A data science portfolio should highlight job relevant skills that show you can perform day-to-day tasks of a data scientist.

1. Data Cleaning

According to a study published by Forbes, Data Scientists on average spend 80% of their time on preparing, managing and cleaning data. Data prep is a good way to show that you can work with various types of clean and unclean data.

  1. Import data
  2. Join multiple data sets
  3. Detect missing values
  4. Look for anomalies (1, 2, 3, “Sundus”?)
  5. Impute for missing values
  6. Data quality assurance

2. Exploratory Data Analysis

Exploratory Data Analysis (EDA) allows you to understand the data and make unintended discoveries through visualizations and data stats.

  1. Formulate a hypothesis and relevant questions
  2. Visualize data to test the hypothesis
  3. Identify key trends in the data
  4. Identify relationships between variables
  5. Communicate results with visualizations (scatter plots, histograms, etc.)

3. Interactive Data Visualizations

Interactive visualizations and dashboards allows you and your team to find insights and formulate new hypothesis.
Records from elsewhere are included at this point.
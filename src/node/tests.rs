//! Node Module Tests
//!
//! ## Test Scopes
//! - **Status**: lifecycle transitions and terminal states.
//! - **State**: role, controller and plan bookkeeping.
//! - **HTTP**: status endpoint handlers called directly.
//! - **Coordinator**: allocation, table maintenance and local fail-over with a real store.

#[cfg(test)]
mod tests {
    use axum::Json;
    use axum::extract::Extension;
    use axum::http::StatusCode;
    use std::sync::Arc;
    use std::time::Duration;
    use tempfile::TempDir;

    use crate::client::processor::RequestProcessor;
    use crate::client::server::ClientConnections;
    use crate::election::types::NodeRole;
    use crate::membership::dispatcher::MessageDispatcher;
    use crate::membership::service::{LinkConfig, MembershipService};
    use crate::membership::types::{NodeDescriptor, NodeId};
    use crate::node::controller::PartitionCoordinator;
    use crate::node::http::{handle_servers, handle_slots, handle_status};
    use crate::node::state::ClusterState;
    use crate::node::status::{NodeStatus, StatusHandle};
    use crate::partition::table::PartitionTable;
    use crate::partition::types::{PartitionPlan, SLOT_COUNT, SlotAllocation, SlotRange};
    use crate::persist::{self, TableStore};
    use crate::protocol::client::InstanceAddress;
    use crate::replication::forwarder::ReplicationForwarder;

    struct Harness {
        state: Arc<ClusterState>,
        membership: Arc<MembershipService>,
        table: Arc<PartitionTable>,
        coordinator: Arc<PartitionCoordinator>,
        store: TableStore,
        status: StatusHandle,
        _dir: TempDir,
    }

    fn descriptor(id: i32, candidate: bool) -> NodeDescriptor {
        NodeDescriptor {
            node_id: NodeId(id),
            is_controller_candidate: candidate,
            ip: "127.0.0.1".to_string(),
            client_port: 7000 + id as u16,
        }
    }

    fn harness(id: i32, candidate: bool) -> Harness {
        let dir = TempDir::new().unwrap();
        let status = StatusHandle::new();
        let local = descriptor(id, candidate);
        let state = Arc::new(ClusterState::new(local.clone(), status.clone()));
        let (membership, _channels) =
            MembershipService::new(local, LinkConfig::default(), status.clone());
        let table = Arc::new(PartitionTable::new(ClientConnections::new()));
        let coordinator = PartitionCoordinator::new(
            state.clone(),
            membership.clone(),
            table.clone(),
            TableStore::new(dir.path()),
        );

        Harness {
            state,
            membership,
            table,
            coordinator,
            store: TableStore::new(dir.path()),
            status,
            _dir: dir,
        }
    }

    async fn eventually<F: Fn() -> bool>(condition: F) -> bool {
        for _ in 0..50 {
            if condition() {
                return true;
            }
            tokio::time::sleep(Duration::from_millis(20)).await;
        }
        false
    }

    // ============================================================
    // STATUS TESTS
    // ============================================================

    #[test]
    fn test_status_starts_initializing_and_runs_once() {
        let status = StatusHandle::new();
        assert_eq!(status.get(), NodeStatus::Initializing);
        assert!(status.is_active());

        assert!(status.set_running());
        assert!(!status.set_running());
        assert_eq!(status.get(), NodeStatus::Running);
    }

    #[test]
    fn test_terminal_states_are_sticky() {
        let status = StatusHandle::new();
        status.fatal("disk full");
        status.shutdown();
        assert_eq!(status.get(), NodeStatus::Fatal);
        assert!(!status.set_running());

        let other = StatusHandle::new();
        other.shutdown();
        assert!(!other.is_active());
        assert_eq!(other.get(), NodeStatus::ShuttingDown);
    }

    #[tokio::test]
    async fn test_terminated_resolves_for_every_clone() {
        let status = StatusHandle::new();
        let observer = status.clone();
        let waiter = tokio::spawn(async move { observer.terminated().await });

        status.fatal("lost quorum");

        let seen = tokio::time::timeout(Duration::from_secs(1), waiter)
            .await
            .unwrap()
            .unwrap();
        assert_eq!(seen, NodeStatus::Fatal);
        assert_eq!(status.terminated().await, NodeStatus::Fatal);
    }

    // ============================================================
    // STATE TESTS
    // ============================================================

    #[test]
    fn test_initial_role_follows_candidacy() {
        let candidate = ClusterState::new(descriptor(1, true), StatusHandle::new());
        let ordinary = ClusterState::new(descriptor(2, false), StatusHandle::new());

        assert_eq!(candidate.role(), NodeRole::Candidate);
        assert_eq!(ordinary.role(), NodeRole::Ordinary);
        assert_eq!(candidate.controller(), None);
        assert!(candidate.plan().is_none());

        candidate.set_role(NodeRole::Controller);
        candidate.set_controller(NodeId(1));
        assert!(candidate.is_controller());
        assert_eq!(candidate.controller(), Some(NodeId(1)));
    }

    #[test]
    fn test_update_plan_creates_missing_plan() {
        let state = ClusterState::new(descriptor(1, true), StatusHandle::new());

        let plan = state.update_plan(|plan| {
            plan.replica_node_ids.insert(NodeId(1), NodeId(2));
        });

        assert!(plan.slot_allocation.is_empty());
        assert_eq!(state.plan().unwrap().replica_of(NodeId(1)), Some(NodeId(2)));
    }

    // ============================================================
    // HTTP TESTS
    // ============================================================

    #[tokio::test]
    async fn test_status_handler_reports_role() {
        let harness = harness(3, true);
        harness.state.set_role(NodeRole::Controller);
        harness.state.set_controller(NodeId(3));
        harness.status.set_running();

        let (code, Json(body)) = handle_status(Extension(harness.state.clone())).await;

        assert_eq!(code, StatusCode::OK);
        assert_eq!(body.node_id, NodeId(3));
        assert_eq!(body.role, NodeRole::Controller);
        assert_eq!(body.status, NodeStatus::Running);
        assert_eq!(body.controller, Some(NodeId(3)));
    }

    #[tokio::test]
    async fn test_slots_handler_unavailable_until_initialized() {
        let harness = harness(1, false);

        let (code, _) = handle_slots(Extension(harness.table.clone())).await;
        assert_eq!(code, StatusCode::SERVICE_UNAVAILABLE);

        harness.table.init_from_ranges(&[SlotRange::new(1, 100)]);
        harness.table.init_replicas_from_ranges(&[SlotRange::new(101, 200)]);
        harness.table.set_replica_node_id(Some(NodeId(2)));

        let (code, Json(body)) = handle_slots(Extension(harness.table.clone())).await;
        assert_eq!(code, StatusCode::OK);
        assert_eq!(body.primary, vec![SlotRange::new(1, 100)]);
        assert_eq!(body.replica, vec![SlotRange::new(101, 200)]);
        assert_eq!(body.replica_node_id, Some(NodeId(2)));
    }

    #[tokio::test]
    async fn test_servers_handler_lists_local_node() {
        let harness = harness(4, false);
        let forwarder = ReplicationForwarder::new(harness.membership.clone(), harness.table.clone());
        let processor = RequestProcessor::new(
            harness.state.clone(),
            harness.membership.clone(),
            harness.table.clone(),
            forwarder,
        );

        let (code, Json(body)) = handle_servers(Extension(processor)).await;

        assert_eq!(code, StatusCode::OK);
        assert_eq!(body.servers, vec!["4:127.0.0.1:7004".to_string()]);
    }

    // ============================================================
    // COORDINATOR TESTS
    // ============================================================

    #[tokio::test]
    async fn test_lone_controller_allocates_everything() {
        let harness = harness(5, true);

        let plan = harness.coordinator.allocate_and_distribute().await.unwrap();

        assert_eq!(
            plan.slot_allocation.get(&NodeId(5)),
            Some(&vec![SlotRange::new(1, SLOT_COUNT)])
        );
        assert!(plan.replica_node_ids.is_empty());
        assert_eq!(harness.table.primary_ranges(), vec![SlotRange::new(1, SLOT_COUNT)]);
        assert!(harness.table.replica_ranges().is_empty());
        assert_eq!(harness.state.plan(), Some(plan.clone()));

        let stored: Option<SlotAllocation> =
            harness.store.load(persist::SLOTS_ALLOCATION).await.unwrap();
        assert_eq!(stored, Some(plan.slot_allocation));
    }

    #[tokio::test]
    async fn test_maintenance_applies_controller_slices() {
        let harness = harness(2, false);
        let dispatcher = MessageDispatcher::new();
        let handle = harness
            .coordinator
            .start_maintenance(dispatcher.clone(), harness.status.clone());

        dispatcher.node_slots.push(vec![SlotRange::new(1, 8192)]);
        dispatcher
            .node_slots_replicas
            .push(vec![SlotRange::new(8193, SLOT_COUNT)]);
        dispatcher.replica_node_id.push(NodeId(1));
        dispatcher.controller_node_id.push(NodeId(1));

        let table = harness.table.clone();
        let state = harness.state.clone();
        assert!(
            eventually(|| table.is_initialized()
                && table.replica_node_id().is_some()
                && state.controller().is_some())
            .await
        );

        assert_eq!(harness.table.primary_ranges(), vec![SlotRange::new(1, 8192)]);
        assert_eq!(harness.state.controller(), Some(NodeId(1)));
        assert_eq!(harness.table.replica_node_id(), Some(NodeId(1)));

        let mut stored: Option<Vec<SlotRange>> = None;
        for _ in 0..50 {
            stored = harness.store.load(persist::NODE_SLOTS).await.unwrap();
            if stored.is_some() {
                break;
            }
            tokio::time::sleep(Duration::from_millis(20)).await;
        }
        assert_eq!(stored, Some(vec![SlotRange::new(1, 8192)]));

        harness.status.shutdown();
        handle.await.unwrap();
    }

    #[tokio::test]
    async fn test_controller_takes_over_lost_node_locally() {
        let harness = harness(1, true);
        let own = SlotRange::new(1, 8192);
        let lost = SlotRange::new(8193, SLOT_COUNT);

        let mut plan = PartitionPlan::default();
        plan.slot_allocation.insert(NodeId(1), vec![own]);
        plan.slot_allocation.insert(NodeId(2), vec![lost]);
        plan.replica_allocation.insert(NodeId(1), vec![lost]);
        plan.replica_allocation.insert(NodeId(2), vec![own]);
        plan.replica_node_ids.insert(NodeId(1), NodeId(2));
        plan.replica_node_ids.insert(NodeId(2), NodeId(1));
        harness.state.set_plan(plan);

        harness.table.init_from_ranges(&[own]);
        harness.table.init_replicas_from_ranges(&[lost]);
        harness.table.set_replica_node_id(Some(NodeId(2)));

        let name = (0..)
            .map(|i| format!("svc-{}", i))
            .find(|name| lost.contains(crate::partition::table::slot_for(name)))
            .unwrap();
        harness
            .table
            .replica_shard(&name)
            .unwrap()
            .register(&InstanceAddress {
                service_name: name.clone(),
                ip: "10.0.0.2".to_string(),
                port: 80,
            });

        let changes = harness.coordinator.fail_over(NodeId(2)).await.unwrap();

        assert_eq!(changes.promoted, Some((NodeId(1), vec![lost])));
        assert!(changes.promoted_from_replica);
        assert_eq!(changes.unreplicated, vec![NodeId(1)]);

        assert_eq!(harness.table.primary_ranges(), vec![own, lost]);
        assert!(harness.table.replica_ranges().is_empty());
        assert_eq!(harness.table.replica_node_id(), None);
        assert_eq!(harness.table.shard(&name).unwrap().instance_count(), 1);

        let plan = harness.state.plan().unwrap();
        assert_eq!(plan.nodes(), vec![NodeId(1)]);

        let stored: Option<Vec<SlotRange>> =
            harness.store.load(persist::NODE_SLOTS).await.unwrap();
        assert_eq!(stored, Some(vec![own, lost]));
    }

    #[tokio::test]
    async fn test_fail_over_without_plan_is_ignored() {
        let harness = harness(1, true);

        assert!(harness.coordinator.fail_over(NodeId(2)).await.is_none());
        assert!(harness.coordinator.fail_over(NodeId(1)).await.is_none());
    }
}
Get creative and tell a story with data. This could be the bearing ground for new data science project ideas.

  1. Know your audience
  2. Tell a story
  3. Keep it simple
  4. Use appropriate visualizations
  5. Make insights actionable

4. Machine Learning & Statistics

Applying machine learning and statistics models is an very important aspect of data science work. You don’t have to make it complex; stick with simple models. e.g. Linear and logistic regression are easy to interpret. Other ideas include, classification, clustering, hypothesis testing, etc.

  1. defining the problem and scope
  2. model selection and reasons for choosing it
  3. feature engineering, data splitting, train & test data
  4. model evaluation to improve accuracy & prediction
  5. conclusion and business impact

5. Communication

Difference between a good and great data scientist is communication. You can build all the fancy models but if you can’t explain it to a non-science colleague, clients and leaders, you can’t get a buy-in. Highlight communication skills in your portfolio.

  1. Know your audience
  2. Explain in clear, simple terms.
  3. Tie results to business impact (revenue increase etc.)
  4. Tell a story and keep it simple.